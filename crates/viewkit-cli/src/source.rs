//! Saved API responses served through the engine's [`Transport`] boundary.

use std::fs;
use std::path::{Path, PathBuf};

use serde_json::Value;
use viewkit_engine::{PagingMode, Transport, TransportError};
use viewkit_model::{Query, ResolvedKey};

/// Read-only transport answering every `get` with the contents of one file.
#[derive(Debug, Clone)]
pub struct FileTransport {
    path: PathBuf,
}

impl FileTransport {
    pub fn new(path: impl Into<PathBuf>) -> Self {
        Self { path: path.into() }
    }

    pub fn path(&self) -> &Path {
        &self.path
    }

    fn read_only(&self, resource: &str) -> TransportError {
        TransportError::Status {
            resource: resource.to_string(),
            status: 405,
            message: format!("{} is a read-only snapshot", self.path.display()),
        }
    }
}

/// Paging mode for a view over a saved snapshot.
///
/// A snapshot ignores query parameters, so an active query has to be
/// filtered locally.
pub fn snapshot_paging_mode(query: &Query, client: bool) -> PagingMode {
    if client || query.is_active() {
        PagingMode::ClientFiltered
    } else {
        PagingMode::ServerPaged
    }
}

/// Read and parse a JSON document.
pub fn read_json(path: &Path, resource: &str) -> Result<Value, TransportError> {
    let text = fs::read_to_string(path).map_err(|error| TransportError::Request {
        resource: resource.to_string(),
        message: format!("{}: {error}", path.display()),
    })?;
    serde_json::from_str(&text).map_err(|source| TransportError::Decode {
        resource: resource.to_string(),
        source,
    })
}

impl Transport for FileTransport {
    async fn get(
        &self,
        resource: &str,
        params: &[(String, String)],
    ) -> Result<Value, TransportError> {
        tracing::debug!(
            resource,
            path = %self.path.display(),
            params = params.len(),
            "Serving saved response"
        );
        read_json(&self.path, resource)
    }

    async fn create(&self, resource: &str, _body: &Value) -> Result<Value, TransportError> {
        Err(self.read_only(resource))
    }

    async fn update(
        &self,
        resource: &str,
        _key: &ResolvedKey,
        _body: &Value,
    ) -> Result<Value, TransportError> {
        Err(self.read_only(resource))
    }

    async fn delete(&self, resource: &str, _key: &ResolvedKey) -> Result<(), TransportError> {
        Err(self.read_only(resource))
    }
}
□ □ □ □
WHAT YOU SHOULD DO — Nothing but a number should be given: how many lines of the material contain "ResolvedKey".

EXERCISE SOLUTION — 3